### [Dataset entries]
=== Section Start ===

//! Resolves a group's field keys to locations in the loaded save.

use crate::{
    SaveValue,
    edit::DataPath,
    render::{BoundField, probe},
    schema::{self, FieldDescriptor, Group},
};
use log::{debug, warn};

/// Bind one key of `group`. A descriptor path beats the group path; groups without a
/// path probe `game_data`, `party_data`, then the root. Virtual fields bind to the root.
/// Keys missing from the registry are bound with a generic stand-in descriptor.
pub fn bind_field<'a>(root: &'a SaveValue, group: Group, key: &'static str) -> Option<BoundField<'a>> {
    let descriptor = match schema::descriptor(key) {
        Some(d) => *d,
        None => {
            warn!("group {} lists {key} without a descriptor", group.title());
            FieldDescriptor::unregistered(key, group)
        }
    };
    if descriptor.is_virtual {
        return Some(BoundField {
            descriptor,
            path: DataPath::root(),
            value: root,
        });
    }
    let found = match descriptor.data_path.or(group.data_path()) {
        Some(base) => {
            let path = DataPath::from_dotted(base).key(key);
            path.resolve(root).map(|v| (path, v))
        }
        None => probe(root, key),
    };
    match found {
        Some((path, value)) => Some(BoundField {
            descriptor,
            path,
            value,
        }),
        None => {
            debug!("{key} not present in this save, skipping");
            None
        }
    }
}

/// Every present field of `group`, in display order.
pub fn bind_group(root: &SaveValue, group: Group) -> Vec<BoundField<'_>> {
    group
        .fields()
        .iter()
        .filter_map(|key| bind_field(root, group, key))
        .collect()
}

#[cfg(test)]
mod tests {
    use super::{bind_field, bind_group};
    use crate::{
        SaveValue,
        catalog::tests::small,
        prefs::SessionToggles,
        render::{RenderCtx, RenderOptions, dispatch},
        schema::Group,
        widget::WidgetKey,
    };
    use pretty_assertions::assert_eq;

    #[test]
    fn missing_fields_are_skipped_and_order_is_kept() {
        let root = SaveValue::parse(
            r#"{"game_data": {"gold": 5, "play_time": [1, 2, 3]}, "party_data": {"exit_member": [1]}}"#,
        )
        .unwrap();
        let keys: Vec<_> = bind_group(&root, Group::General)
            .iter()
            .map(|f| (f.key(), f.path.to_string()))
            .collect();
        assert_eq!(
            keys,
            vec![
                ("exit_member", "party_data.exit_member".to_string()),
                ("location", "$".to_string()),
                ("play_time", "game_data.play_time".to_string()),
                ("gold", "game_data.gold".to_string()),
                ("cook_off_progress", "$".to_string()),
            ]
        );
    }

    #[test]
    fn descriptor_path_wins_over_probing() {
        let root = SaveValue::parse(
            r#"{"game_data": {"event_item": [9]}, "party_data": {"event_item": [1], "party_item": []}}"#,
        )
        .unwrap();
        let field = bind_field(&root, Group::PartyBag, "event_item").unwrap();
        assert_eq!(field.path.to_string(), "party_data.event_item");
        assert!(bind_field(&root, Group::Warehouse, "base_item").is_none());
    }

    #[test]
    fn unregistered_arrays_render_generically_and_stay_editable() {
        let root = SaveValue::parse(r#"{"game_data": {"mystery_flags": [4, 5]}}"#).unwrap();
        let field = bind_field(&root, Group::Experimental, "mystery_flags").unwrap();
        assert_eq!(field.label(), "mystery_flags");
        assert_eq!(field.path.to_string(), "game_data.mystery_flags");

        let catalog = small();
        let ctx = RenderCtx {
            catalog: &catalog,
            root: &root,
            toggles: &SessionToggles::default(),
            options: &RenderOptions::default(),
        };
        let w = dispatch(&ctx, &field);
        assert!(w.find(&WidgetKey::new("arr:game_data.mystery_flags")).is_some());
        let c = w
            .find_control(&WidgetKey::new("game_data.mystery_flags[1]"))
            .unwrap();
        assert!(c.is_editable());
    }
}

=== Section End ===

### [Task goal]
Where in the records does the word "FieldDescriptor" appear? Copy each line that holds it.

### [Exercise output]
    schema::{self, FieldDescriptor, Group},
            FieldDescriptor::unregistered(key, group)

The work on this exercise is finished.